▸ Assignment
Your job is to reproduce all of the data exactly.

:: Records provided ::

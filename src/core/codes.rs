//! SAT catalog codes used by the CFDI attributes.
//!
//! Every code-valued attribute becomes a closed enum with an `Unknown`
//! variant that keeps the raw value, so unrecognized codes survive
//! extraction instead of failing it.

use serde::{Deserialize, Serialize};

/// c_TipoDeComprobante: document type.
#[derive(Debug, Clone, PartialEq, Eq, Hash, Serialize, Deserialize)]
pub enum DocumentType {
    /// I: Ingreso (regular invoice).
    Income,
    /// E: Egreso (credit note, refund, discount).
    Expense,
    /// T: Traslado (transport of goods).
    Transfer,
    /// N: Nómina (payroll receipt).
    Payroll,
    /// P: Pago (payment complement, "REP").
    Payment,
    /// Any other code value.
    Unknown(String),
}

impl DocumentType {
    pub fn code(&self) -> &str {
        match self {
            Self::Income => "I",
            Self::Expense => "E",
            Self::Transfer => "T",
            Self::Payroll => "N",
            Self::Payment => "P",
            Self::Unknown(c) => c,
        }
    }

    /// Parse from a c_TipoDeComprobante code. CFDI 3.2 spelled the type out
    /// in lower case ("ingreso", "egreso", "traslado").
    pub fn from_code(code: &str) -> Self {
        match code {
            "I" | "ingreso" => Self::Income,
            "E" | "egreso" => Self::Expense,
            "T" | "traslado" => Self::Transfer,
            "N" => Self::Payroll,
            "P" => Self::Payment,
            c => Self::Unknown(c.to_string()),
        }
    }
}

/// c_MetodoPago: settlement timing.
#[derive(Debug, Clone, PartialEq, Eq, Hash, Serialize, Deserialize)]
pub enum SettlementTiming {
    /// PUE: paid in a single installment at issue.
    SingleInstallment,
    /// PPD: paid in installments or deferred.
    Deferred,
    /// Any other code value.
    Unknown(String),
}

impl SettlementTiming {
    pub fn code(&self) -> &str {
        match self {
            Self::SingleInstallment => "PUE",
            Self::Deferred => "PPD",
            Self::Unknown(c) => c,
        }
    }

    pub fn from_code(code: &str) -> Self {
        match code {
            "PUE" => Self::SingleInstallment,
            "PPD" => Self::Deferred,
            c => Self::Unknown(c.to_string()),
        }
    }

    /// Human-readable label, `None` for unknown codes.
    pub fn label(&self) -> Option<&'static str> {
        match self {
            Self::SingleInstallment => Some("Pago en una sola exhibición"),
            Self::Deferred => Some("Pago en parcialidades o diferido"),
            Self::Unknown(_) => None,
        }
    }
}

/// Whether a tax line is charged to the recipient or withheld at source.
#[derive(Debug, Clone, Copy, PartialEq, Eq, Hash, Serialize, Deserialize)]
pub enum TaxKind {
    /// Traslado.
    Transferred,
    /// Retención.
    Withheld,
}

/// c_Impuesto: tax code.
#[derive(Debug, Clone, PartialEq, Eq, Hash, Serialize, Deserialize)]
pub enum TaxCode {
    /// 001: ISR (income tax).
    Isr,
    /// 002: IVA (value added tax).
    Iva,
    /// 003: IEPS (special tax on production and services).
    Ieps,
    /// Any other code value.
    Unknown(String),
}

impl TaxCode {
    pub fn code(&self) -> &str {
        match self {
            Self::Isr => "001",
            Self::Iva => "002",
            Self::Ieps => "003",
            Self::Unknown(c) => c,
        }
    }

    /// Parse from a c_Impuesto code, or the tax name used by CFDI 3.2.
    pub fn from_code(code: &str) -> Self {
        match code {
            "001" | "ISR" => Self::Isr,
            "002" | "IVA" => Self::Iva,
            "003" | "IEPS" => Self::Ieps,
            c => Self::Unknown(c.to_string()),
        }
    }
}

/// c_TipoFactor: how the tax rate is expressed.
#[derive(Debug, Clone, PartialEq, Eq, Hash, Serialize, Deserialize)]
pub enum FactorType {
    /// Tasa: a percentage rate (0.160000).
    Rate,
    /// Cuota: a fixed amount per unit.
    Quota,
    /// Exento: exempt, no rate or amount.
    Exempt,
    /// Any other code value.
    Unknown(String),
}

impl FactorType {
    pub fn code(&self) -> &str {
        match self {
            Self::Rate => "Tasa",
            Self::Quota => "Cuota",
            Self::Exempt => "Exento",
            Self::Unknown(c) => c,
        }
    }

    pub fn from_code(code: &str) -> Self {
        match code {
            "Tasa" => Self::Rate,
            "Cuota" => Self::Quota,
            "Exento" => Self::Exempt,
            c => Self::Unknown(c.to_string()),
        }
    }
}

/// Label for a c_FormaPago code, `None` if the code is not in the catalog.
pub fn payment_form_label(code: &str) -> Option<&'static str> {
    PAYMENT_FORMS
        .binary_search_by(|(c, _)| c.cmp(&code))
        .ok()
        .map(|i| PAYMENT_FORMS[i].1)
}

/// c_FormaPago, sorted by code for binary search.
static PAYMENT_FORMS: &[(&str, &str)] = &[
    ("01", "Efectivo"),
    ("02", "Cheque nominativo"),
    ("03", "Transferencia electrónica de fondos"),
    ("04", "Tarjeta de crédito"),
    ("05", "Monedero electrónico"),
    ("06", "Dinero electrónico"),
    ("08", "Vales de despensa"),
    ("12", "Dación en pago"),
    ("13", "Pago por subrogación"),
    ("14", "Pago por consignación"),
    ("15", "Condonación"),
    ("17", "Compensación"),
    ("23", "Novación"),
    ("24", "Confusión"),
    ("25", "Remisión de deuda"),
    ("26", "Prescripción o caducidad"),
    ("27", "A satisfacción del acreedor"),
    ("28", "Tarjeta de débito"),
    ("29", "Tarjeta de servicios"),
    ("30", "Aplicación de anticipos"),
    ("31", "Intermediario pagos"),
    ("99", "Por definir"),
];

:::

▸ Written solution
filename src/core/codes.rs
//! SAT catalog codes used by the CFDI attributes.
//!
//! Every code-valued attribute becomes a closed enum with an `Unknown`
//! variant that keeps the raw value, so unrecognized codes survive
//! extraction instead of failing it.

use serde::{Deserialize, Serialize};

/// c_TipoDeComprobante: document type.
#[derive(Debug, Clone, PartialEq, Eq, Hash, Serialize, Deserialize)]
pub enum DocumentType {
    /// I: Ingreso (regular invoice).
    Income,
    /// E: Egreso (credit note, refund, discount).
    Expense,
    /// T: Traslado (transport of goods).
    Transfer,
    /// N: Nómina (payroll receipt).
    Payroll,
    /// P: Pago (payment complement, "REP").
    Payment,
    /// Any other code value.
    Unknown(String),
}

impl DocumentType {
    pub fn code(&self) -> &str {
        match self {
            Self::Income => "I",
            Self::Expense => "E",
            Self::Transfer => "T",
            Self::Payroll => "N",
            Self::Payment => "P",
            Self::Unknown(c) => c,
        }
    }

    /// Parse from a c_TipoDeComprobante code. CFDI 3.2 spelled the type out
    /// in lower case ("ingreso", "egreso", "traslado").
    pub fn from_code(code: &str) -> Self {
        match code {
            "I" | "ingreso" => Self::Income,
            "E" | "egreso" => Self::Expense,
            "T" | "traslado" => Self::Transfer,
            "N" => Self::Payroll,
            "P" => Self::Payment,
            c => Self::Unknown(c.to_string()),
        }
    }
}

/// c_MetodoPago: settlement timing.
#[derive(Debug, Clone, PartialEq, Eq, Hash, Serialize, Deserialize)]
pub enum SettlementTiming {
    /// PUE: paid in a single installment at issue.
    SingleInstallment,
    /// PPD: paid in installments or deferred.
    Deferred,
    /// Any other code value.
    Unknown(String),
}

impl SettlementTiming {
    pub fn code(&self) -> &str {
        match self {
            Self::SingleInstallment => "PUE",
            Self::Deferred => "PPD",
            Self::Unknown(c) => c,
        }
    }

    pub fn from_code(code: &str) -> Self {
        match code {
            "PUE" => Self::SingleInstallment,
            "PPD" => Self::Deferred,
            c => Self::Unknown(c.to_string()),
        }
    }

    /// Human-readable label, `None` for unknown codes.
    pub fn label(&self) -> Option<&'static str> {
        match self {
            Self::SingleInstallment => Some("Pago en una sola exhibición"),
            Self::Deferred => Some("Pago en parcialidades o diferido"),
            Self::Unknown(_) => None,
        }
    }
}

/// Whether a tax line is charged to the recipient or withheld at source.
#[derive(Debug, Clone, Copy, PartialEq, Eq, Hash, Serialize, Deserialize)]
pub enum TaxKind {
    /// Traslado.
    Transferred,
    /// Retención.
    Withheld,
}

/// c_Impuesto: tax code.
#[derive(Debug, Clone, PartialEq, Eq, Hash, Serialize, Deserialize)]
pub enum TaxCode {
    /// 001: ISR (income tax).
    Isr,
    /// 002: IVA (value added tax).
    Iva,
    /// 003: IEPS (special tax on production and services).
    Ieps,
    /// Any other code value.
    Unknown(String),
}

impl TaxCode {
    pub fn code(&self) -> &str {
        match self {
            Self::Isr => "001",
            Self::Iva => "002",
            Self::Ieps => "003",
            Self::Unknown(c) => c,
        }
    }

    /// Parse from a c_Impuesto code, or the tax name used by CFDI 3.2.
    pub fn from_code(code: &str) -> Self {
        match code {
            "001" | "ISR" => Self::Isr,
            "002" | "IVA" => Self::Iva,
            "003" | "IEPS" => Self::Ieps,
            c => Self::Unknown(c.to_string()),
        }
    }
}

/// c_TipoFactor: how the tax rate is expressed.
#[derive(Debug, Clone, PartialEq, Eq, Hash, Serialize, Deserialize)]
pub enum FactorType {
    /// Tasa: a percentage rate (0.160000).
    Rate,
    /// Cuota: a fixed amount per unit.
    Quota,
    /// Exento: exempt, no rate or amount.
    Exempt,
    /// Any other code value.
    Unknown(String),
}

impl FactorType {
    pub fn code(&self) -> &str {
        match self {
            Self::Rate => "Tasa",
            Self::Quota => "Cuota",
            Self::Exempt => "Exento",
            Self::Unknown(c) => c,
        }
    }

    pub fn from_code(code: &str) -> Self {
        match code {
            "Tasa" => Self::Rate,
            "Cuota" => Self::Quota,
            "Exento" => Self::Exempt,
            c => Self::Unknown(c.to_string()),
        }
    }
}

/// Label for a c_FormaPago code, `None` if the code is not in the catalog.
pub fn payment_form_label(code: &str) -> Option<&'static str> {
    PAYMENT_FORMS
        .binary_search_by(|(c, _)| c.cmp(&code))
        .ok()
        .map(|i| PAYMENT_FORMS[i].1)
}

/// c_FormaPago, sorted by code for binary search.
static PAYMENT_FORMS: &[(&str, &str)] = &[
    ("01", "Efectivo"),
    ("02", "Cheque nominativo"),
    ("03", "Transferencia electrónica de fondos"),
    ("04", "Tarjeta de crédito"),
    ("05", "Monedero electrónico"),
    ("06", "Dinero electrónico"),
    ("08", "Vales de despensa"),
    ("12", "Dación en pago"),
    ("13", "Pago por subrogación"),
    ("14", "Pago por consignación"),
    ("15", "Condonación"),
    ("17", "Compensación"),
    ("23", "Novación"),
    ("24", "Confusión"),
    ("25", "Remisión de deuda"),
    ("26", "Prescripción o caducidad"),
    ("27", "A satisfacción del acreedor"),
    ("28", "Tarjeta de débito"),
    ("29", "Tarjeta de servicios"),
    ("30", "Aplicación de anticipos"),
    ("31", "Intermediario pagos"),
    ("99", "Por definir"),
];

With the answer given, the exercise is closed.